10 Kecamatan di Tasikmalaya Krisis Air Bersih, BPBD Pasok 1,19 Juta Liter

Krisis air bersih di Kota Tasikmalaya semakin parah akibat fenomena El Nino dan perubahan iklim. Hingga kini, 39 kelurahan di 10 kecamatan terdampak, dengan 16.637 keluarga atau sekitar 53.934 jiwa terpaksa kehilangan akses air bersih dari sumur mereka. Untuk membantu, Badan Penanggulangan Bencana Daerah (BPBD) Kota Tasikmalaya telah mendistribusikan 1.190.000 liter air bersih melalui 226 rit pengiriman ke 134 titik lokasi, termasuk permukiman warga, pesantren, sekolah, rumah sakit, dan kantor pemerintahan. Distribusi dilakukan setiap hari untuk menjaga pasokan tetap berkelanjutan di tengah banyaknya wilayah yang terdampak secara bersamaan.

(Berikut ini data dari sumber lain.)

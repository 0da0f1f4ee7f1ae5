//! Per-worker event history.
//!
//! Every lifecycle event a worker goes through is appended to a bounded
//! log keyed by worker id. Histories outlive the registration so operators
//! can inspect a worker after it was evicted.

use std::collections::{BTreeMap, HashMap, VecDeque};

use chrono::Utc;
use serde::Serialize;

use crate::registry::WorkerId;
use crate::store::JobId;

#[derive(Debug, Clone, PartialEq, Eq, Serialize)]
#[serde(tag = "kind", rename_all = "snake_case")]
pub enum WorkerEventKind {
    Registered { capacity: usize },
    Assigned { job_id: JobId, attempt: u32 },
    Proven { job_id: JobId },
    Failed { job_id: JobId, error: String },
    TimedOut { job_id: JobId },
    Evicted { reclaimed: usize },
    Disconnected { reclaimed: usize },
}

#[derive(Debug, Clone, PartialEq, Eq, Serialize)]
pub struct WorkerEvent {
    /// Unix time in milliseconds.
    pub time: u64,
    #[serde(flatten)]
    pub kind: WorkerEventKind,
}

/// Filter for [`WorkerStats::query`]. Unset fields match everything.
#[derive(Debug, Clone, Default)]
pub struct StatsQuery {
    pub workers: Option<Vec<WorkerId>>,
    pub from_t: Option<u64>,
    pub to_t: Option<u64>,
}

impl StatsQuery {
    fn matches_worker(&self, id: &WorkerId) -> bool {
        self.workers.as_ref().map_or(true, |ids| ids.contains(id))
    }

    fn matches_time(&self, time: u64) -> bool {
        self.from_t.map_or(true, |from| time >= from) && self.to_t.map_or(true, |to| time <= to)
    }
}

#[derive(Debug)]
pub struct WorkerStats {
    history: HashMap<WorkerId, VecDeque<WorkerEvent>>,
    max_events: usize,
}

impl WorkerStats {
    pub fn new(max_events: usize) -> Self {
        Self {
            history: HashMap::new(),
            max_events: max_events.max(1),
        }
    }

    pub fn record(&mut self, worker_id: &WorkerId, kind: WorkerEventKind) {
        let time = Utc::now().timestamp_millis().max(0) as u64;
        self.record_at(worker_id, time, kind);
    }

    pub fn record_at(&mut self, worker_id: &WorkerId, time: u64, kind: WorkerEventKind) {
        let events = self.history.entry(worker_id.clone()).or_default();
        if events.len() == self.max_events {
            events.pop_front();
        }
        events.push_back(WorkerEvent { time, kind });
    }

    /// Matching events per worker, oldest first. Workers with no matching
    /// events are left out.
    pub fn query(&self, query: &StatsQuery) -> BTreeMap<WorkerId, Vec<WorkerEvent>> {
        self.history
            .iter()
            .filter(|(id, _)| query.matches_worker(id))
            .filter_map(|(id, events)| {
                let events: Vec<WorkerEvent> = events
                    .iter()
                    .filter(|e| query.matches_time(e.time))
                    .cloned()
                    .collect();
                (!events.is_empty()).then(|| (id.clone(), events))
            })
            .collect()
    }

    /// Every worker that has a history, sorted.
    pub fn workers(&self) -> Vec<WorkerId> {
        let mut ids: Vec<WorkerId> = self.history.keys().cloned().collect();
        ids.sort();
        ids
    }

    /// Drop histories whose newest event is older than `cutoff` and whose
    /// worker is no longer registered.
    pub fn prune(&mut self, cutoff: u64, is_registered: impl Fn(&WorkerId) -> bool) -> usize {
        let before = self.history.len();
        self.history.retain(|id, events| {
            is_registered(id) || events.back().is_some_and(|e| e.time >= cutoff)
        });
        before - self.history.len()
    }
}

#[cfg(test)]
mod tests {
    use super::*;

    fn w(id: &str) -> WorkerId {
        WorkerId::from(id)
    }

    fn stats() -> WorkerStats {
        let mut stats = WorkerStats::new(3);
        stats.record_at(&w("w1"), 10, WorkerEventKind::Registered { capacity: 1 });
        stats.record_at(
            &w("w1"),
            20,
            WorkerEventKind::Assigned {
                job_id: JobId::from("a"),
                attempt: 1,
            },
        );
        stats.record_at(&w("w2"), 15, WorkerEventKind::Registered { capacity: 2 });
        stats
    }

    #[test]
    fn query_filters_by_worker_and_time() {
        let stats = stats();

        let all = stats.query(&StatsQuery::default());
        assert_eq!(all.len(), 2);
        assert_eq!(all[&w("w1")].len(), 2);

        let only_w2 = stats.query(&StatsQuery {
            workers: Some(vec![w("w2")]),
            ..Default::default()
        });
        assert_eq!(only_w2.keys().collect::<Vec<_>>(), vec![&w("w2")]);

        let window = stats.query(&StatsQuery {
            from_t: Some(12),
            to_t: Some(20),
            ..Default::default()
        });
        assert_eq!(window[&w("w1")].len(), 1);
        assert_eq!(window[&w("w1")][0].time, 20);
        assert_eq!(window[&w("w2")][0].time, 15);
    }

    #[test]
    fn history_is_bounded() {
        let mut stats = stats();
        stats.record_at(&w("w1"), 30, WorkerEventKind::Evicted { reclaimed: 1 });
        stats.record_at(&w("w1"), 40, WorkerEventKind::Registered { capacity: 1 });

        let events = &stats.query(&StatsQuery::default())[&w("w1")];
        let times: Vec<u64> = events.iter().map(|e| e.time).collect();
        assert_eq!(times, vec![20, 30, 40]);
    }

    #[test]
    fn prune_keeps_registered_and_recent() {
        let mut stats = stats();
        let removed = stats.prune(16, |id| id.as_str() == "w2");
        assert_eq!(removed, 0);

        let removed = stats.prune(25, |_| false);
        assert_eq!(removed, 2);
        assert!(stats.workers().is_empty());
    }

    #[test]
    fn events_serialize_flat() {
        let event = WorkerEvent {
            time: 5,
            kind: WorkerEventKind::Proven {
                job_id: JobId::from("a"),
            },
        };
        let json = serde_json::to_value(&event).unwrap();
        assert_eq!(json["kind"], "proven");
        assert_eq!(json["job_id"], "a");
        assert_eq!(json["time"], 5);
    }
}
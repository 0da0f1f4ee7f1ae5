use tokio_util::sync::CancellationToken;

/// Cancel the returned token on SIGTERM or Ctrl-C.
///
/// The maintenance loop and the HTTP server both watch this token; the
/// server stops accepting connections and drains in-flight requests.
pub fn install_shutdown_handler() -> CancellationToken {
    let token = CancellationToken::new();
    let trigger = token.clone();

    tokio::spawn(async move {
        tokio::select! {
            _ = terminate() => {
                tracing::info!("Received SIGTERM, shutting down coordinator");
            }
            result = tokio::signal::ctrl_c() => match result {
                Ok(()) => tracing::info!("Received SIGINT, shutting down coordinator"),
                Err(e) => tracing::error!(error = %e, "Failed to listen for SIGINT"),
            },
        }
        trigger.cancel();
    });

    token
}

#[cfg(unix)]
async fn terminate() {
    use tokio::signal::unix::{signal, SignalKind};

    match signal(SignalKind::terminate()) {
        Ok(mut sigterm) => {
            sigterm.recv().await;
        }
        Err(e) => {
            tracing::error!(error = %e, "Failed to install SIGTERM handler");
            std::future::pending::<()>().await;
        }
    }
}

#[cfg(not(unix))]
async fn terminate() {
    std::future::pending::<()>().await;
}
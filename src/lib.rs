pub mod api;
pub mod collector;
pub mod config;
pub mod coordinator;
pub mod error;
pub mod registry;
pub mod scheduler;
pub mod shutdown;
pub mod stats;
pub mod store;

pub use collector::{Collected, Outcome};
pub use config::{CoordinatorConfig, ServerConfig};
pub use coordinator::{Coordinator, JobResult, JobView, Summary, SweepReport};
pub use error::{CoordinatorError, ErrorKind, Result};
use std::time::Duration;

use bytes::Bytes;
use chrono::{DateTime, Utc};
use serde::{Deserialize, Serialize};
use tokio::time::Instant;
use uuid::Uuid;

use crate::registry::WorkerId;

/// Job identifier. Either supplied by the caller or a generated UUIDv4.
#[derive(Debug, Clone, PartialEq, Eq, Hash, PartialOrd, Ord, Serialize, Deserialize)]
#[serde(transparent)]
pub struct JobId(String);

impl JobId {
    pub fn generate() -> Self {
        Self(Uuid::new_v4().to_string())
    }

    pub fn as_str(&self) -> &str {
        &self.0
    }
}

impl From<&str> for JobId {
    fn from(id: &str) -> Self {
        Self(id.to_string())
    }
}

impl From<String> for JobId {
    fn from(id: String) -> Self {
        Self(id)
    }
}

impl std::fmt::Display for JobId {
    fn fmt(&self, f: &mut std::fmt::Formatter<'_>) -> std::fmt::Result {
        f.write_str(&self.0)
    }
}

#[derive(Debug, Clone, Copy, PartialEq, Eq, Serialize, Deserialize)]
#[serde(rename_all = "lowercase")]
pub enum JobStatus {
    Pending,
    Assigned,
    Done,
    Failed,
}

impl JobStatus {
    pub fn as_str(&self) -> &'static str {
        match self {
            JobStatus::Pending => "pending",
            JobStatus::Assigned => "assigned",
            JobStatus::Done => "done",
            JobStatus::Failed => "failed",
        }
    }

    pub fn is_terminal(&self) -> bool {
        matches!(self, JobStatus::Done | JobStatus::Failed)
    }
}

impl std::fmt::Display for JobStatus {
    fn fmt(&self, f: &mut std::fmt::Formatter<'_>) -> std::fmt::Result {
        f.write_str(self.as_str())
    }
}

/// A live binding of a job to a worker.
#[derive(Debug, Clone)]
pub struct Assignment {
    pub worker_id: WorkerId,
    pub assigned_at: DateTime<Utc>,
    pub deadline: Instant,
}

/// Lifecycle state of a job. Data that only exists in one state lives in
/// that variant, so an assigned job always carries its worker and timestamp.
#[derive(Debug, Clone)]
pub enum JobState {
    Pending,
    Assigned(Assignment),
    Done { proof: Bytes },
    Failed { reason: String },
}

/// Terminal result handed to callers waiting on a job.
#[derive(Debug, Clone, PartialEq, Eq)]
pub enum Completion {
    Proven(Bytes),
    Failed(String),
}

/// Caller-controlled knobs for a single submission.
#[derive(Debug, Clone, Default)]
pub struct SubmitOptions {
    pub job_id: Option<JobId>,
    /// Overrides the configured retry budget for this job.
    pub max_retries: Option<u32>,
    /// Overrides the configured assignment deadline, in milliseconds.
    pub assignment_timeout_ms: Option<u64>,
}

#[derive(Debug, Clone)]
pub struct Job {
    pub id: JobId,
    pub payload: Bytes,
    pub state: JobState,
    pub submitted_at: DateTime<Utc>,
    pub completed_at: Option<DateTime<Utc>>,
    /// Submission order, used to keep recycled jobs in FIFO order.
    pub seq: u64,
    /// Failed attempts so far (worker errors, timeouts, evictions).
    pub failures: u32,
    pub max_retries: u32,
    pub assignment_timeout: Duration,
    /// Reason of the most recent failed attempt, kept across retries.
    pub last_error: Option<String>,
    pub(crate) finished: Option<Instant>,
}

impl Job {
    pub(crate) fn new(
        id: JobId,
        payload: Bytes,
        seq: u64,
        max_retries: u32,
        assignment_timeout: Duration,
    ) -> Self {
        Self {
            id,
            payload,
            state: JobState::Pending,
            submitted_at: Utc::now(),
            completed_at: None,
            seq,
            failures: 0,
            max_retries,
            assignment_timeout,
            last_error: None,
            finished: None,
        }
    }

    pub fn status(&self) -> JobStatus {
        match self.state {
            JobState::Pending => JobStatus::Pending,
            JobState::Assigned(_) => JobStatus::Assigned,
            JobState::Done { .. } => JobStatus::Done,
            JobState::Failed { .. } => JobStatus::Failed,
        }
    }

    pub fn assignment(&self) -> Option<&Assignment> {
        match &self.state {
            JobState::Assigned(assignment) => Some(assignment),
            _ => None,
        }
    }

    pub fn assigned_worker(&self) -> Option<&WorkerId> {
        self.assignment().map(|a| &a.worker_id)
    }

    pub fn is_terminal(&self) -> bool {
        self.status().is_terminal()
    }

    /// Retries this job may still consume before failing terminally.
    pub fn retries_left(&self) -> u32 {
        self.max_retries.saturating_sub(self.failures)
    }

    pub fn completion(&self) -> Option<Completion> {
        match &self.state {
            JobState::Done { proof } => Some(Completion::Proven(proof.clone())),
            JobState::Failed { reason } => Some(Completion::Failed(reason.clone())),
            _ => None,
        }
    }
}

#[cfg(test)]
mod tests {
    use super::*;

    fn job() -> Job {
        Job::new(
            JobId::from("j"),
            Bytes::from_static(b"witness"),
            0,
            3,
            Duration::from_secs(60),
        )
    }

    #[test]
    fn new_job_is_pending() {
        let job = job();
        assert_eq!(job.status(), JobStatus::Pending);
        assert!(job.assigned_worker().is_none());
        assert!(job.completion().is_none());
        assert_eq!(job.retries_left(), 3);
    }

    #[test]
    fn assigned_state_carries_worker() {
        let mut job = job();
        job.state = JobState::Assigned(Assignment {
            worker_id: WorkerId::from("w1"),
            assigned_at: Utc::now(),
            deadline: Instant::now(),
        });
        assert_eq!(job.status(), JobStatus::Assigned);
        assert_eq!(job.assigned_worker(), Some(&WorkerId::from("w1")));
        assert!(!job.is_terminal());
    }

    #[test]
    fn terminal_states_produce_completion() {
        let mut job = job();
        job.state = JobState::Done {
            proof: Bytes::from_static(b"proof"),
        };
        assert_eq!(
            job.completion(),
            Some(Completion::Proven(Bytes::from_static(b"proof")))
        );

        job.state = JobState::Failed {
            reason: "boom".to_string(),
        };
        assert_eq!(job.completion(), Some(Completion::Failed("boom".to_string())));
        assert!(job.is_terminal());
    }

    #[test]
    fn generated_ids_are_unique() {
        assert_ne!(JobId::generate(), JobId::generate());
    }

    #[test]
    fn status_display() {
        assert_eq!(JobStatus::Assigned.to_string(), "assigned");
        assert_eq!(
            serde_json::to_string(&JobStatus::Failed).unwrap(),
            "\"failed\""
        );
    }
}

Di sisi lain, Kabupaten Ciamis juga dilanda kemarau panjang yang menyebabkan 11.882 kepala keluarga atau 33.878 jiwa terdampat. BPBD Ciamis bersinergi dengan berbagai pihak seperti PMI, BBWS, Polres, Kodim, PDAM, dan lembaga terkait untuk menyalurkan bantuan air bersih mencapai 1.364.000 liter atau setara dengan 286 tangki. Pengiriman dilakukan dari siang hingga malam untuk mencapai warga yang sumurnya sudah kering total.

Dampak kemarau panjang tidak hanya terbatas pada pasokan air minum, tetapi juga berimbas pada sektor pertanian. Di Kota dan Kabupaten Tasikmalaya, sekitar 4.000 hektare lahan gagal tanam dan gagal panen. Di Kota Tasikmalaya sendiri, 40 hektare lahan sawah dialokasikan sebagai lahan puso, sementara 230 hektare lainnya terancam gagal tanam akibat irigasi yang kering. Debit air Situ Gede Tasikmalaya juga menyusut drastis, menyebabkan 230 hektare lahan pertanian gagal panen dan peternak harus mencari pakan alternatif untuk ternaknya.